§ DATASET RECORDS
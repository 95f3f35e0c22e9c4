mod bunny;
mod local;

pub use bunny::BunnyStore;
pub use local::LocalStore;

use async_trait::async_trait;
use bytes::Bytes;
use thiserror::Error;

#[derive(Debug, Error)]
pub enum ObjectStoreError {
    #[error("IO error: {0}")]
    Io(#[from] std::io::Error),
    #[error("Object not found: {0}")]
    NotFound(String),
    #[error("Backend error: {0}")]
    Backend(String),
}

/// Abstraction over blob storage backends. `put` returns the public URL the
/// object is reachable under; that URL is what gets persisted on the record.
#[async_trait]
pub trait ObjectStore: Send + Sync {
    async fn put(
        &self,
        name: &str,
        data: Bytes,
        content_type: Option<&str>,
    ) -> Result<String, ObjectStoreError>;
    async fn get(&self, name: &str) -> Result<Bytes, ObjectStoreError>;
    async fn delete(&self, name: &str) -> Result<(), ObjectStoreError>;
}

/// Build a unique object name for an upload, keeping a recognizable tail of
/// the original filename.
pub fn unique_name(original: &str) -> String {
    let safe: String = original
        .chars()
        .map(|c| {
            if c.is_ascii_alphanumeric() || matches!(c, '.' | '_' | '-') {
                c
            } else {
                '-'
            }
        })
        .collect();
    format!("{}-{}", uuid::Uuid::new_v4(), safe)
}

/// Recover the object name from a persisted public URL (its last path
/// segment). Blob deletion keys off this.
pub fn object_name_from_url(url: &str) -> Option<&str> {
    url.rsplit('/').next().filter(|name| !name.is_empty())
}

§ TASK OBJECTIVE
The full listing must be retyped exactly as it stands.

§ WRITTEN SOLUTION
repository 95f3f35e0c22e9c4
mod bunny;
mod local;

pub use bunny::BunnyStore;
pub use local::LocalStore;

use async_trait::async_trait;
use bytes::Bytes;
use thiserror::Error;

#[derive(Debug, Error)]
pub enum ObjectStoreError {
    #[error("IO error: {0}")]
    Io(#[from] std::io::Error),
    #[error("Object not found: {0}")]
    NotFound(String),
    #[error("Backend error: {0}")]
    Backend(String),
}

/// Abstraction over blob storage backends. `put` returns the public URL the
/// object is reachable under; that URL is what gets persisted on the record.
#[async_trait]
pub trait ObjectStore: Send + Sync {
    async fn put(
        &self,
        name: &str,
        data: Bytes,
        content_type: Option<&str>,
    ) -> Result<String, ObjectStoreError>;
    async fn get(&self, name: &str) -> Result<Bytes, ObjectStoreError>;
    async fn delete(&self, name: &str) -> Result<(), ObjectStoreError>;
}

/// Build a unique object name for an upload, keeping a recognizable tail of
/// the original filename.
pub fn unique_name(original: &str) -> String {
    let safe: String = original
        .chars()
        .map(|c| {
            if c.is_ascii_alphanumeric() || matches!(c, '.' | '_' | '-') {
                c
            } else {
                '-'
            }
        })
        .collect();
    format!("{}-{}", uuid::Uuid::new_v4(), safe)
}

/// Recover the object name from a persisted public URL (its last path
/// segment). Blob deletion keys off this.
pub fn object_name_from_url(url: &str) -> Option<&str> {
    url.rsplit('/').next().filter(|name| !name.is_empty())
}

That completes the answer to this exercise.